A Council tenant has been ordered to pay almost £3,000 by way of an Unlawful Profit Order in addition to a further £2,914 in costs to the Council - after letting out his property on the website AirBnB. (h/t Tenancy Fraud)
Peter John Wootton, aged 46, of Coastguard Flats, West Looe, was due to appear at Bodmin Magistrates Court on Wednesday 22 February, but failed to attend. As a result, the Magistrates agreed to hear the case in his absence.
During the hearing, the court heard that the Council's Corporate Fraud Investigations Team began investigating Mr Wootton in July 2016 after receiving an anonymous tip off that he had been advertising his property on the website AirBnB. Under the terms of Mr Wootton's tenancy with Cornwall Housing Ltd he did not have permission to sub-let the property.
Further investigations identified 10 instances where payments were made to Mr Wootton, totalling £2,958.
The court heard that a number of attempts had been made to interview Mr Wootton under caution. He eventually attended for interview in November 2016 but decided that he did not want to stay or be shown the various items of documentary evidence. He later sent the Council a short handwritten statement stating that during the summer he had had people staying who he classed as lodgers.
After hearing the case, Magistrates found Mr Wootton guilty of an offence under Section 1 of the Prevention of Social Housing Fraud Act for sub-letting and parting with possession of his whole dwelling house, ceasing to occupy it as his only or principal home.
Kevin Hill, prosecuting for Cornwall Council, then presented the Court with a Section 4 Notice under the Prevention of Social Housing Fraud Act for an Unlawful Profit Order to the value of £2,958.
The Magistrates awarded full payment of the Unlawful Profit Order of £2,958.00 and, in addition, granted the Council's application for investigation and legal costs totalling £2,914.00. This amount covered the costs of investigating the matter and bringing it before the Court.
Following the conviction, Pete Jarman, Landlord Services Director for Cornwall Housing Ltd, said: "Cornwall Housing Ltd. takes tenancy fraud very seriously and works closely in partnership with Cornwall Council's Corporate Fraud team to identify, investigate and potentially prosecute cases of tenancy fraud. It is important that such a scarce resource as social housing goes to individuals and families who are in genuine housing need."

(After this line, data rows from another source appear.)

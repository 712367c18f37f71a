/*
    Build the score matrix for one sequence
        First pass: find the highest position index referenced
            matrix length = highest index + 1
        Reset the buffer
        Second pass: fill the matrix
            record format: <fromAA><position><toAA>;<score>
            header line starts with "Mutant"
    Every cell starts at the neutral 0.5
*/

use std::io::BufRead;
use std::path::PathBuf;
use log::{debug, info};
use read_msa::lib_utils::struct_helper::FileBufferHelper;

pub const AMINO_ACIDS: &str = "ACDEFGHIKLMNPQRSTVWY";
pub const DEFAULT_SCORE: f64 = 0.5;
const HEADER_PREFIX: &str = "Mutant";

/// Per-position, per-amino-acid substitution scores for one sequence.
/// Columns follow the order of AMINO_ACIDS.
pub struct ScoreMatrix {
    pub rows: Vec<[f64; 20]>
}

impl ScoreMatrix {
    fn with_length(length: usize) -> ScoreMatrix {
        ScoreMatrix { rows: vec![[DEFAULT_SCORE; 20]; length] }
    }

    pub fn len(&self) -> usize {
        self.rows.len()
    }

    pub fn is_empty(&self) -> bool {
        self.rows.is_empty()
    }

    /// Restrict the matrix to the inclusive region [t_start, t_end] of
    /// its own positions.
    pub fn slice_region(self, t_start: usize, t_end: usize) -> Result<ScoreMatrix, String> {
        if t_start > t_end || t_end >= self.rows.len() {
            return Err(format!("Target region {} - {} falls outside a matrix of {} rows",
                               t_start, t_end, self.rows.len()));
        }
        Ok(ScoreMatrix { rows: self.rows[t_start..=t_end].to_vec() })
    }
}

pub fn parse_predictions(infile: &PathBuf, amino_acids: &str) -> Result<ScoreMatrix, String> {
    let mut prediction_file = FileBufferHelper::new(infile)?;
    let length = assess_length(&mut prediction_file, amino_acids)?;
    info!("Prediction matrix of {:?} holds {} positions", prediction_file.path, length);
    prediction_file.buffer_reset();
    debug!("Reset file buffer position to start");
    fill_matrix(&mut prediction_file, length, amino_acids)
}

// First pass over the record lines, sizing the matrix
fn assess_length(file: &mut FileBufferHelper, amino_acids: &str) -> Result<usize, String> {
    let mut max_index: Option<usize> = None;
    while file.buffer_reader.read_line(&mut file.line).unwrap_or(0) >= 1 {
        let record = parse_record(file.line.trim(), amino_acids)?;
        if let Some((position, _, _)) = record {
            max_index = Some(max_index.map_or(position, |current| current.max(position)));
        }
        file.line.clear();
    }
    match max_index {
        Some(index) => Ok(index + 1),
        None => Err(format!("No prediction records found in {:?}", file.path))
    }
}

// Second pass, writing scores into the sized matrix
fn fill_matrix(file: &mut FileBufferHelper, length: usize, amino_acids: &str) -> Result<ScoreMatrix, String> {
    let mut matrix = ScoreMatrix::with_length(length);
    while file.buffer_reader.read_line(&mut file.line).unwrap_or(0) >= 1 {
        let record = parse_record(file.line.trim(), amino_acids)?;
        if let Some((position, column, score)) = record {
            if position >= length {
                return Err(format!("Position {} outside the {} sized rows of {:?}",
                                   position, length, file.path));
            }
            matrix.rows[position][column] = score;
        }
        file.line.clear();
    }
    Ok(matrix)
}

// One "<fromAA><position><toAA>;<score>" line into (position, column, score).
// Header and blank lines read as None.
fn parse_record(line: &str, amino_acids: &str) -> Result<Option<(usize, usize, f64)>, String> {
    if line.is_empty() || line.starts_with(HEADER_PREFIX) {
        return Ok(None);
    }
    let mut fields = line.splitn(2, ';');
    let (id, score_field) = match (fields.next(), fields.next()) {
        (Some(id), Some(score_field)) => (id.trim(), score_field.trim()),
        _ => return Err(format!("Record without a ';' separator: {}", line))
    };
    let to_aa = match id.chars().last() {
        Some(character) => character,
        None => return Err(format!("Record without a mutant identifier: {}", line))
    };
    let column = match amino_acids.find(to_aa) {
        Some(column) => column,
        None => return Err(format!("Unknown amino acid code '{}' in record {}", to_aa, id))
    };
    let position = id.trim_matches(|c: char| c.is_ascii_alphabetic())
        .parse::<usize>()
        .map_err(|x| format!("Position of record {} is not numeric - {}", id, x))?;
    let score = score_field.parse::<f64>()
        .map_err(|x| format!("Score of record {} is not numeric - {}", id, x))?;
    Ok(Some((position, column, score)))
}
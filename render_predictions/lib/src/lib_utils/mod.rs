pub mod struct_helper;
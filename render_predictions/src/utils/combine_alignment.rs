/*
    Collapse the per-sequence score matrices along the alignment
        row count = longest insertion-free sequence of the MSA
        one 20 column block per sequence and alignment column
        lowercase insertion characters never reach the output
        gap columns keep the neutral defaults
    Cursor bookkeeping per sequence
        raw: next character of the aligned sequence
        matrix_row: next unconsumed row of the sequence's own matrix
*/

use log::debug;
use read_msa::{MsaRecord, GAP};
use super::parse_predictions::{ScoreMatrix, DEFAULT_SCORE};

/// One collapsed matrix for a whole MSA. A row is an alignment column
/// with insertions removed; each member sequence owns a block of 20
/// score columns plus one display character per row.
pub struct CombinedMatrix {
    pub num_rows: usize,
    pub num_sequences: usize,
    values: Vec<f64>,
    sequence_characters: Vec<String>
}

impl CombinedMatrix {
    fn new(num_rows: usize, num_sequences: usize) -> CombinedMatrix {
        CombinedMatrix {
            num_rows,
            num_sequences,
            values: vec![DEFAULT_SCORE; num_rows * 20 * num_sequences],
            sequence_characters: vec![String::new(); num_sequences]
        }
    }

    /// The 20 score values of sequence `seq` at alignment column `row`.
    pub fn block(&self, row: usize, seq: usize) -> &[f64] {
        let start = (row * self.num_sequences + seq) * 20;
        &self.values[start..start + 20]
    }

    fn block_mut(&mut self, row: usize, seq: usize) -> &mut [f64] {
        let start = (row * self.num_sequences + seq) * 20;
        &mut self.values[start..start + 20]
    }

    /// Character shown for sequence `seq` at alignment column `row`.
    /// Sequences that ran out of characters read as gaps.
    pub fn character(&self, row: usize, seq: usize) -> char {
        self.sequence_characters[seq].as_bytes().get(row)
            .map_or(GAP, |&byte| byte as char)
    }

    /// Absolute total difference between the score block of sequence
    /// `seq` and the query's block at alignment column `row`.
    pub fn delta_to_query(&self, row: usize, seq: usize) -> f64 {
        self.block(row, 0).iter()
            .zip(self.block(row, seq).iter())
            .map(|(query_value, value)| (query_value - value).abs())
            .sum()
    }
}

#[derive(Clone, Default)]
struct SequenceCursor {
    raw: usize,
    matrix_row: usize
}

/// Walk every sequence of the MSA column by column and copy the matching
/// rows of its own score matrix into the combined matrix. The first
/// record is the query; its matrix rows map 1:1 onto the rows of the
/// combined matrix.
pub fn combine(records: &[MsaRecord], matrices: &[ScoreMatrix]) -> Result<CombinedMatrix, String> {
    if records.is_empty() {
        return Err("Cannot combine an empty alignment".to_string());
    }
    if records.len() != matrices.len() {
        return Err(format!("{} alignment records but {} score matrices",
                           records.len(), matrices.len()));
    }
    let num_sequences = records.len();
    let num_rows = records.iter().map(|record| record.aligned_len()).max().unwrap_or(0);
    debug!("Combined matrix spans {} alignment columns over {} sequences", num_rows, num_sequences);
    let mut combined = CombinedMatrix::new(num_rows, num_sequences);
    let mut cursors = vec![SequenceCursor::default(); num_sequences];
    for row in 0..num_rows {
        for i in 0..num_sequences {
            let seq = records[i].seq.as_bytes();
            // insertions advance neither the combined row nor the
            // sequence's own matrix cursor
            while cursors[i].raw < seq.len() && seq[cursors[i].raw].is_ascii_lowercase() {
                cursors[i].raw += 1;
            }
            if cursors[i].raw >= seq.len() {
                continue;
            }
            let character = seq[cursors[i].raw] as char;
            combined.sequence_characters[i].push(character);
            if character != GAP {
                if cursors[i].matrix_row >= matrices[i].len() {
                    return Err(format!("{} ran out of prediction rows at alignment column {}",
                                       records[i].id, row + 1));
                }
                let scores = matrices[i].rows[cursors[i].matrix_row];
                combined.block_mut(row, i).copy_from_slice(&scores);
                cursors[i].matrix_row += 1;
            }
            cursors[i].raw += 1;
        }
    }
    Ok(combined)
}

#[cfg(test)]
mod tests {
    use super::*;

    fn record(id: &str, seq: &str) -> MsaRecord {
        MsaRecord {
            id: id.to_string(),
            description: id.to_string(),
            seq: seq.to_string(),
        }
    }

    // matrix whose row r carries the value base + r/10 in every column
    fn counting_matrix(rows: usize, base: f64) -> ScoreMatrix {
        ScoreMatrix {
            rows: (0..rows).map(|r| [base + r as f64 / 10.0; 20]).collect(),
        }
    }

    #[test]
    fn gap_in_the_comparison_keeps_the_defaults() {
        let records = vec![record("query", "ACD"), record("hit", "A-D")];
        let matrices = vec![counting_matrix(3, 0.0), counting_matrix(2, 0.9)];
        let combined = combine(&records, &matrices).unwrap();
        assert_eq!(combined.num_rows, 3);
        assert_eq!(combined.block(0, 0)[0], 0.0);
        assert_eq!(combined.block(0, 1)[0], 0.9);
        assert_eq!(combined.block(1, 0)[0], 0.1);
        assert!(combined.block(1, 1).iter().all(|&v| v == DEFAULT_SCORE));
        assert_eq!(combined.block(2, 0)[0], 0.2);
        assert_eq!(combined.block(2, 1)[0], 1.0);
        assert_eq!(combined.character(1, 1), '-');
    }

    #[test]
    fn insertions_never_reach_the_output() {
        let records = vec![record("query", "ACD"), record("hit", "AghC-")];
        let matrices = vec![counting_matrix(3, 0.0), counting_matrix(2, 0.9)];
        let combined = combine(&records, &matrices).unwrap();
        assert_eq!(combined.num_rows, 3);
        assert_eq!(combined.character(0, 1), 'A');
        assert_eq!(combined.character(1, 1), 'C');
        assert_eq!(combined.character(2, 1), '-');
        // the insertion run consumed no matrix row, so 'C' still reads row 1
        assert_eq!(combined.block(1, 1)[0], 1.0);
    }

    #[test]
    fn exhausted_sequences_read_as_gaps() {
        let records = vec![record("query", "ACDE"), record("hit", "AC")];
        let matrices = vec![counting_matrix(4, 0.0), counting_matrix(2, 0.9)];
        let combined = combine(&records, &matrices).unwrap();
        assert_eq!(combined.character(2, 1), '-');
        assert_eq!(combined.character(3, 1), '-');
        assert!(combined.block(3, 1).iter().all(|&v| v == DEFAULT_SCORE));
    }

    #[test]
    fn delta_to_query_sums_absolute_differences() {
        let records = vec![record("query", "A"), record("hit", "A")];
        let matrices = vec![counting_matrix(1, 0.0), counting_matrix(1, 0.9)];
        let combined = combine(&records, &matrices).unwrap();
        let delta = combined.delta_to_query(0, 1);
        assert!((delta - 18.0).abs() < 1e-9);
    }

    #[test]
    fn mismatched_record_and_matrix_counts_are_fatal() {
        let records = vec![record("query", "A")];
        assert!(combine(&records, &[]).is_err());
    }

    #[test]
    fn too_short_matrix_is_fatal() {
        let records = vec![record("query", "ACD")];
        let matrices = vec![counting_matrix(2, 0.0)];
        assert!(combine(&records, &matrices).is_err());
    }
}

Simba Muzarurwi, Cornwall Council's Head of Internal Audit and Risk, said: "Our team of professional investigators continue to work with Cornwall Housing Ltd to combat fraud. The Council has a zero tolerance policy on all forms of fraud so the Corporate Counter Fraud Team will leave no stone unturned to ensure that those responsible for perpetrating fraud are brought to book. By continuous checking and investigation of anomalies in information supplied by tenants and potential tenants, we can help ensure that housing in Cornwall is allocated to those in most need."
Despite the brave words, this is another case where the housing provider only found out about the illegal sub-letting through an anonymous tip-off.